### Saved data entries
##############################

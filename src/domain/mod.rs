//! # Domain Layer
//!
//! Core types of the price gateway: the validated query, source identities,
//! per-source results and the merged response.
//!
//! Nothing in this layer performs I/O.

pub mod entities;
pub mod errors;
pub mod value_objects;

pub use entities::{AggregateResponse, PricingData, SourcePayload, SourceResult};
pub use errors::{DomainError, ValidationError};
pub use value_objects::{PriceQuery, SourceId};
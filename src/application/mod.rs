//! # Application Layer
//!
//! Request validation and the aggregation service.

pub mod services;
pub mod validation;

pub use services::{AggregationError, PriceAggregator};
pub use validation::validate;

##############################

### BRIEF
Output the line containing "pub mod entities;" and each line after it through the close of the entries, unchanged and with no other lines.

### EXERCISE ANSWER
pub mod entities;
pub mod errors;
pub mod value_objects;

pub use entities::{AggregateResponse, PricingData, SourcePayload, SourceResult};
pub use errors::{DomainError, ValidationError};
pub use value_objects::{PriceQuery, SourceId};
filename src/application/mod.rs
//! # Application Layer
//!
//! Request validation and the aggregation service.

pub mod services;
pub mod validation;

pub use services::{AggregationError, PriceAggregator};
pub use validation::validate;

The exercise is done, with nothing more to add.